Solving an equation involving LambertW Function. Below i have an equation where $H$ and $k$ is a positive real integers and the $t$ is the changing variable.
$$t^{k-1} e^{-t} = H$$
So when I solve this on Maple in order to isolate for $t$ i get the result presented below:
$$t = -(k-1)LambertW\Bigg(-\frac{e^{-\frac{ln H}{k-1}}}{k-1}\Bigg)$$
My question is how does Maple arrive to this solution? What is confusing me is the $LambertW$ function, what is the condition such that i obtain the following solution? 
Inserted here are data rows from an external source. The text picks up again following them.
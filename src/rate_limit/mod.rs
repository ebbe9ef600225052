//! Sliding-window request rate limiter.
//!
//! A single limiter instance gates every outbound request the crawler and
//! download workers make, so the archive never sees more than
//! `max_requests` requests in any `interval`.

use std::collections::VecDeque;
use std::time::Duration;

use tokio::sync::Mutex;
use tokio::time::Instant;
use tracing::debug;

/// Rate limiter configuration.
#[derive(Debug, Clone)]
pub struct RateLimitConfig {
    /// Maximum admitted requests per window.
    pub max_requests: usize,
    /// Window width.
    pub interval: Duration,
    /// Sleep granularity while waiting for capacity.
    pub backoff: Duration,
}

impl Default for RateLimitConfig {
    fn default() -> Self {
        Self {
            max_requests: 15,
            interval: Duration::from_secs(60),
            backoff: Duration::from_secs(4),
        }
    }
}

/// Approximate sliding-window admission controller.
///
/// Tracks the instants of recently admitted requests, oldest first. Instants
/// older than the window are pruned on every check; a request is admitted as
/// soon as the pruned window has spare capacity. No burst smoothing and no
/// priority between callers. The instant list is mutex-guarded so concurrent
/// download workers can share one limiter.
#[derive(Debug)]
pub struct RateLimiter {
    config: RateLimitConfig,
    admitted: Mutex<VecDeque<Instant>>,
}

impl RateLimiter {
    /// Create a limiter with the given configuration.
    pub fn new(config: RateLimitConfig) -> Self {
        Self {
            config,
            admitted: Mutex::new(VecDeque::new()),
        }
    }

    /// Wait until a request may proceed, then record the admission instant.
    pub async fn admit(&self) {
        loop {
            {
                let mut admitted = self.admitted.lock().await;
                let now = Instant::now();
                while admitted
                    .front()
                    .is_some_and(|t| now.duration_since(*t) >= self.config.interval)
                {
                    admitted.pop_front();
                }

                if admitted.len() < self.config.max_requests {
                    admitted.push_back(now);
                    return;
                }
                debug!(
                    "rate limit window full ({} requests), waiting {:?}",
                    admitted.len(),
                    self.config.backoff
                );
            }
            tokio::time::sleep(self.config.backoff).await;
        }
    }

    /// Number of admissions currently inside the window.
    pub async fn in_flight(&self) -> usize {
        let mut admitted = self.admitted.lock().await;
        let now = Instant::now();
        while admitted
            .front()
            .is_some_and(|t| now.duration_since(*t) >= self.config.interval)
        {
            admitted.pop_front();
        }
        admitted.len()
    }
}

#[cfg(test)]
mod tests {
    use super::*;

    fn test_limiter(max_requests: usize, interval_secs: u64) -> RateLimiter {
        RateLimiter::new(RateLimitConfig {
            max_requests,
            interval: Duration::from_secs(interval_secs),
            backoff: Duration::from_millis(100),
        })
    }

    #[tokio::test(start_paused = true)]
    async fn test_admits_up_to_capacity_without_waiting() {
        let limiter = test_limiter(3, 60);
        let start = Instant::now();
        for _ in 0..3 {
            limiter.admit().await;
        }
        assert_eq!(start.elapsed(), Duration::ZERO);
        assert_eq!(limiter.in_flight().await, 3);
    }

    #[tokio::test(start_paused = true)]
    async fn test_blocks_when_window_is_full() {
        let limiter = test_limiter(2, 60);
        limiter.admit().await;
        limiter.admit().await;

        let start = Instant::now();
        limiter.admit().await;
        // Third admission has to outwait the window.
        assert!(start.elapsed() >= Duration::from_secs(60));
    }

    #[tokio::test(start_paused = true)]
    async fn test_window_never_exceeds_max_requests() {
        let limiter = test_limiter(5, 30);
        for _ in 0..12 {
            limiter.admit().await;
            assert!(limiter.in_flight().await <= 5);
        }
    }

    #[tokio::test(start_paused = true)]
    async fn test_expired_instants_free_capacity() {
        let limiter = test_limiter(2, 10);
        limiter.admit().await;
        limiter.admit().await;

        tokio::time::advance(Duration::from_secs(10)).await;
        assert_eq!(limiter.in_flight().await, 0);

        let start = Instant::now();
        limiter.admit().await;
        assert_eq!(start.elapsed(), Duration::ZERO);
    }
}
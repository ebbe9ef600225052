//! Filename helpers for downloaded media.

use std::path::{Path, PathBuf};

/// Sanitize a string for use as a filename.
/// Replaces path separators and other problematic characters.
pub fn sanitize_filename(name: &str) -> String {
    let sanitized: String = name
        .chars()
        .map(|c| match c {
            '/' | '\\' | ':' | '*' | '?' | '"' | '<' | '>' | '|' | '\0' => '_',
            c if c.is_control() => '_',
            c => c,
        })
        .collect();

    // Trim and limit length
    let trimmed = sanitized.trim().trim_matches('_');
    if trimmed.len() > 150 {
        let mut end = 150;
        while !trimmed.is_char_boundary(end) {
            end -= 1;
        }
        trimmed[..end].to_string()
    } else if trimmed.is_empty() {
        "video".to_string()
    } else {
        trimmed.to_string()
    }
}

/// Destination path for a recovered video: `{output_dir}/{owner} - {title}.mp4`.
pub fn video_output_path(output_dir: &Path, owner: &str, title: &str) -> PathBuf {
    let basename = sanitize_filename(&format!("{} - {}", owner, title));
    output_dir.join(format!("{}.mp4", basename))
}
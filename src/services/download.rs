//! Media download service.
//!
//! Resolves each discovered record's media candidates from its archived
//! embed page and streams the best candidate to disk. Emits events for
//! progress tracking; the CLI layer decides how to display them.
//!
//! Failure never aborts the batch: a record that cannot be resolved or whose
//! stream breaks is marked failed and the workers move on.

use std::collections::VecDeque;
use std::path::PathBuf;
use std::sync::atomic::{AtomicUsize, Ordering};
use std::sync::Arc;

use tokio::io::AsyncWriteExt;
use tokio::sync::{mpsc, Mutex};
use tracing::{debug, warn};

use crate::archive::ArchiveLocator;
use crate::extract::extract_media_candidates;
use crate::http_client::Fetch;
use crate::models::{FailureReason, VideoRecord, VideoState};
use crate::utils::video_output_path;

/// Download stage configuration.
#[derive(Debug, Clone)]
pub struct DownloadConfig {
    /// Directory receiving `{owner} - {title}.mp4` files.
    pub output_dir: PathBuf,
    /// Quality tags to prefer, best first.
    pub quality_preference: Vec<String>,
    /// Concurrent download workers. The shared rate limiter is the only
    /// network gate, and destination paths are unique per record, so workers
    /// never contend on a file.
    pub workers: usize,
}

/// Progress events emitted while the batch runs.
#[derive(Debug)]
pub enum DownloadEvent {
    Started {
        worker_id: usize,
        record_id: String,
        title: String,
    },
    /// Destination already existed with nonzero size; no network call made.
    AlreadyOnDisk { record_id: String },
    Completed { record_id: String },
    Failed {
        record_id: String,
        reason: FailureReason,
    },
}

/// Final counts for the batch.
#[derive(Debug, Default, Clone, Copy, PartialEq, Eq)]
pub struct DownloadSummary {
    pub downloaded: usize,
    pub already_present: usize,
    pub failed: usize,
}

/// What happened to one processed record.
enum Outcome {
    Downloaded,
    AlreadyOnDisk,
    Failed,
}

/// Service downloading media for discovered records.
#[derive(Clone)]
pub struct DownloadService {
    fetcher: Arc<dyn Fetch>,
    locator: Arc<ArchiveLocator>,
    config: Arc<DownloadConfig>,
}

impl DownloadService {
    /// Create a download service over the given fetch seam.
    pub fn new(fetcher: Arc<dyn Fetch>, locator: ArchiveLocator, config: DownloadConfig) -> Self {
        Self {
            fetcher,
            locator: Arc::new(locator),
            config: Arc::new(config),
        }
    }

    /// Download media for every record still in the `Discovered` state.
    ///
    /// Records are claimed in discovery order and handed back in the same
    /// order with their final states. Returns the updated records and the
    /// batch summary.
    pub async fn run(
        &self,
        records: Vec<VideoRecord>,
        event_tx: mpsc::Sender<DownloadEvent>,
    ) -> std::io::Result<(Vec<VideoRecord>, DownloadSummary)> {
        tokio::fs::create_dir_all(&self.config.output_dir).await?;

        let total = records.len();
        let queue: Arc<Mutex<VecDeque<(usize, VideoRecord)>>> =
            Arc::new(Mutex::new(records.into_iter().enumerate().collect()));
        let results: Arc<Mutex<Vec<Option<VideoRecord>>>> =
            Arc::new(Mutex::new((0..total).map(|_| None).collect()));

        let downloaded = Arc::new(AtomicUsize::new(0));
        let already_present = Arc::new(AtomicUsize::new(0));
        let failed = Arc::new(AtomicUsize::new(0));

        let workers = self.config.workers.max(1);
        let mut handles = Vec::with_capacity(workers);

        for worker_id in 0..workers {
            let service = self.clone();
            let queue = queue.clone();
            let results = results.clone();
            let downloaded = downloaded.clone();
            let already_present = already_present.clone();
            let failed = failed.clone();
            let event_tx = event_tx.clone();

            let handle = tokio::spawn(async move {
                loop {
                    let claimed = queue.lock().await.pop_front();
                    let Some((index, mut record)) = claimed else {
                        break;
                    };

                    if record.state == VideoState::Discovered {
                        let outcome = service
                            .process_record(worker_id, &mut record, &event_tx)
                            .await;
                        match outcome {
                            Outcome::Downloaded => {
                                downloaded.fetch_add(1, Ordering::Relaxed);
                            }
                            Outcome::AlreadyOnDisk => {
                                already_present.fetch_add(1, Ordering::Relaxed);
                            }
                            Outcome::Failed => {
                                failed.fetch_add(1, Ordering::Relaxed);
                            }
                        }
                    }

                    results.lock().await[index] = Some(record);
                }
            });

            handles.push(handle);
        }

        for handle in handles {
            let _ = handle.await;
        }

        let records: Vec<VideoRecord> = results.lock().await.drain(..).flatten().collect();

        let summary = DownloadSummary {
            downloaded: downloaded.load(Ordering::Relaxed),
            already_present: already_present.load(Ordering::Relaxed),
            failed: failed.load(Ordering::Relaxed),
        };

        Ok((records, summary))
    }

    /// Run one record through resolution and download, updating its state.
    async fn process_record(
        &self,
        worker_id: usize,
        record: &mut VideoRecord,
        event_tx: &mpsc::Sender<DownloadEvent>,
    ) -> Outcome {
        let _ = event_tx
            .send(DownloadEvent::Started {
                worker_id,
                record_id: record.id.clone(),
                title: record.title.clone(),
            })
            .await;

        let dest = video_output_path(&self.config.output_dir, &record.owner, &record.title);

        // Idempotence across runs: file presence + nonzero size is the
        // durable record of success.
        if let Ok(meta) = tokio::fs::metadata(&dest).await {
            if meta.len() > 0 {
                debug!("{} already on disk at {}", record.id, dest.display());
                record.mark_downloaded();
                let _ = event_tx
                    .send(DownloadEvent::AlreadyOnDisk {
                        record_id: record.id.clone(),
                    })
                    .await;
                return Outcome::AlreadyOnDisk;
            }
        }

        let embed_url = self.locator.embed_url(&record.id);
        let html = match self.fetcher.get_text(&embed_url).await {
            Ok(html) => html,
            Err(e) => {
                warn!("embed page fetch failed for {}: {}", record.id, e);
                self.fail(record, FailureReason::NoMedia, event_tx).await;
                return Outcome::Failed;
            }
        };

        let candidates = extract_media_candidates(&html, &self.config.quality_preference);
        if candidates.is_empty() {
            debug!("no media sources on embed page for {}", record.id);
            self.fail(record, FailureReason::NoMedia, event_tx).await;
            return Outcome::Failed;
        }
        record.mark_resolved(candidates);

        let media_url = record.media_candidates[0].url.clone();
        let mut response = match self.fetcher.get_media(&media_url).await {
            Ok(response) => response,
            Err(e) => {
                warn!("media fetch failed for {}: {}", record.id, e);
                self.fail(record, FailureReason::DownloadError, event_tx)
                    .await;
                return Outcome::Failed;
            }
        };

        // Stream into a partial file, renamed into place only on success, so
        // an interrupted download never leaves a truncated destination.
        let part = dest.with_extension("mp4.part");
        let stream_result = async {
            let mut file = tokio::fs::File::create(&part).await?;
            loop {
                match response.chunk().await {
                    Ok(Some(chunk)) => file.write_all(&chunk).await?,
                    Ok(None) => break,
                    Err(e) => {
                        return Err(std::io::Error::new(std::io::ErrorKind::Other, e));
                    }
                }
            }
            file.flush().await?;
            Ok::<_, std::io::Error>(())
        }
        .await;

        match stream_result {
            Ok(()) => {
                if let Err(e) = tokio::fs::rename(&part, &dest).await {
                    warn!("failed to move {} into place: {}", part.display(), e);
                    let _ = tokio::fs::remove_file(&part).await;
                    self.fail(record, FailureReason::DownloadError, event_tx)
                        .await;
                    return Outcome::Failed;
                }
                record.mark_downloaded();
                let _ = event_tx
                    .send(DownloadEvent::Completed {
                        record_id: record.id.clone(),
                    })
                    .await;
                Outcome::Downloaded
            }
            Err(e) => {
                warn!("stream for {} broke: {}", record.id, e);
                let _ = tokio::fs::remove_file(&part).await;
                self.fail(record, FailureReason::DownloadError, event_tx)
                    .await;
                Outcome::Failed
            }
        }
    }

    async fn fail(
        &self,
        record: &mut VideoRecord,
        reason: FailureReason,
        event_tx: &mpsc::Sender<DownloadEvent>,
    ) {
        record.mark_failed(reason);
        let _ = event_tx
            .send(DownloadEvent::Failed {
                record_id: record.id.clone(),
                reason,
            })
            .await;
    }
}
 A: $\require{begingroup} \begingroup$
$\def\e{\mathrm{e}}\def\W{\operatorname{W}}\def\Wp{\operatorname{W_0}}\def\Wm{\operatorname{W_{-1}}}$
Not sure, how exactly the Maple algorithms work,
but typical transformations of the given equation 
to the form $u\,\e^u=v$ 
in order to apply the Lambert $\W$ function
looks something like this:
\begin{align} 
t^{k-1} e^{-t} &= H
,\\
t\exp\left(-\frac t{k-1}\right) &= H^{\frac 1{k-1}}
\quad\text{note that k=1 is a special simpler case}
,\\
-\frac t{k-1}\,\exp\left(-\frac t{k-1}\right) 
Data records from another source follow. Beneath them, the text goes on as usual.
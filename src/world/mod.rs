//! The world as the core sees it.
//!
//! The core never owns entity storage. Hosts expose their entity model
//! through [`EntityGraph`]; [`MemoryWorld`] is a self-contained graph for
//! simulations and tests.

mod entity;
mod geometry;
mod graph;
mod memory;

pub use entity::{EntityId, Location, Radius};
pub use geometry::{BlockFace, BlockPos, center_between};
pub use graph::EntityGraph;
pub use memory::{EntityKind, MemoryWorld};
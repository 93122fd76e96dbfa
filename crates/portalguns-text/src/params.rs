//! Placeholder substitution.
//!
//! Templates reference values as `{name}`. Substitution is a plain
//! ordered replace: each [`Param`] replaces every occurrence of its
//! placeholder. A value that itself contains the placeholder of a later
//! parameter is substituted again by that parameter.

use std::fmt;

/// A named value substituted into a template.
#[derive(Debug, Clone, PartialEq, Eq)]
pub struct Param {
    placeholder: String,
    value: String,
}

impl Param {
    /// Create a parameter for `{key}`.
    pub fn new(key: &str, value: impl fmt::Display) -> Self {
        Self {
            placeholder: format!("{{{}}}", key),
            value: value.to_string(),
        }
    }

    /// The placeholder text, braces included.
    #[inline]
    pub fn placeholder(&self) -> &str {
        &self.placeholder
    }

    /// The substituted value.
    #[inline]
    pub fn value(&self) -> &str {
        &self.value
    }
}

impl fmt::Display for Param {
    fn fmt(&self, f: &mut fmt::Formatter<'_>) -> fmt::Result {
        f.write_str(&self.value)
    }
}

/// Apply every parameter to `message`, in order.
pub fn apply_params(mut message: String, params: &[Param]) -> String {
    for p in params {
        if message.contains(p.placeholder()) {
            message = message.replace(p.placeholder(), p.value());
        }
    }
    message
}
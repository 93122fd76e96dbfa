//! Capability tokens for portal gun actions.
//!
//! Instead of scattered `has_permission("portalguns....")` calls, code that
//! performs a privileged action takes a `Cap<T>` token, which only the
//! [`PermissionAuthority`](authority::PermissionAuthority) can mint.
//!
//! 1. **[`Cap<T>`](tokens::Cap)** - An unforgeable capability token.
//! 2. **[`Capability`](tokens::Capability)** - Trait implemented by capability
//!    types (e.g., `UseGunCap`, `GiveGunCap`), naming the permission node.
//! 3. **[`PermissionAuthority`](authority::PermissionAuthority)** - The mint.
//!    Resolves nodes hierarchically and logs every decision.
//!
//! # Usage
//!
//! ```ignore
//! let authority = PermissionAuthority::new(&player_name, &player_grants);
//! let Some(cap) = authority.require::<GiveGunCap, _, _>(target, &messages, &player) else {
//!     return; // the player was already told why
//! };
//! guns.give(cap);
//! ```

mod authority;
mod nodes;
mod tokens;

pub use authority::PermissionAuthority;
pub use nodes::{
    ControlPanelCap, CraftGunCap, GiveGunCap, GlobalGunCap, PersistentPortalCap, ReloadCap,
    SharePortalCap, UseGunCap,
};
pub use tokens::{Cap, Capability};
//! Host scheduler configuration.

use super::defaults::default_tick_millis;
use serde::Deserialize;
use std::time::Duration;

/// Host scheduler configuration.
#[derive(Debug, Clone, PartialEq, Eq, Deserialize)]
pub struct SchedulerConfig {
    /// Wall-clock length of one tick in milliseconds (default: 50).
    /// Only used by the tokio-backed scheduler.
    #[serde(default = "default_tick_millis")]
    pub tick_millis: u64,
}

impl SchedulerConfig {
    /// One tick as a [`Duration`].
    #[inline]
    pub fn tick(&self) -> Duration {
        Duration::from_millis(self.tick_millis)
    }
}

impl Default for SchedulerConfig {
    fn default() -> Self {
        Self {
            tick_millis: default_tick_millis(),
        }
    }
}

#[cfg(test)]
mod tests {
    use super::*;

    #[test]
    fn default_tick_is_50ms() {
        assert_eq!(SchedulerConfig::default().tick(), Duration::from_millis(50));
    }
}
&= -\frac 1{k-1}\,H^{\frac 1{k-1}}
\end{align}
At this point we have the desired form $u\,\e^u=v$ of the original equation,
where 
\begin{align} 
u&=-\frac t{k-1}
,\\
v&=-\frac 1{k-1}\,H^{\frac 1{k-1}}
\end{align}
and we can apply the Lambert $\W$ function to get $u$ on the left as
\begin{align} 
\W(u\,\e^u)&=\W(v)
,\\
u&=\W(v)
,
\end{align}
so
\begin{align} 
\W\left(-\frac t{k-1}\,\exp\left(-\frac t{k-1}\right)\right) 
&= \W\left(-\frac 1{k-1}\,H^{\frac 1{k-1}}\right)
,\\
-\frac t{k-1} &= \W\left(-\frac 1{k-1}\,H^{\frac 1{k-1}}\right)
,\\
t &= (1-k)\,\W\left(-\frac 1{k-1}\,H^{\frac 1{k-1}}\right)
.
\end{align} 
At tis point we have the solution of the original equation 
in terms the Lambert $\W$ function 
and we need to make one more important step:
it's time to analyze the argument $v$ of $\W$ to find out 
the number of the real solutions.
It is well-known that 
\begin{align}
v<-\frac1\e\quad&\Rightarrow\quad\text{no real solutions}
,\\
v\ge0\quad&\Rightarrow\quad\text{one real solution, }\Wp(v) \text{ or just } \W(v)
,\\
v\in(-\tfrac1\e,0)
\quad&\Rightarrow\quad\text{two real solutions, }\Wp(v)\in(-1,0) \text{ and } \Wm(v)<-1
,\\  
v=-\tfrac1\e
\quad&\Rightarrow\quad\text{a special case, one real solution, }
\Wp(-\tfrac1\e)=\Wm(-\tfrac1\e)=-1
.
\end{align} 
$\endgroup$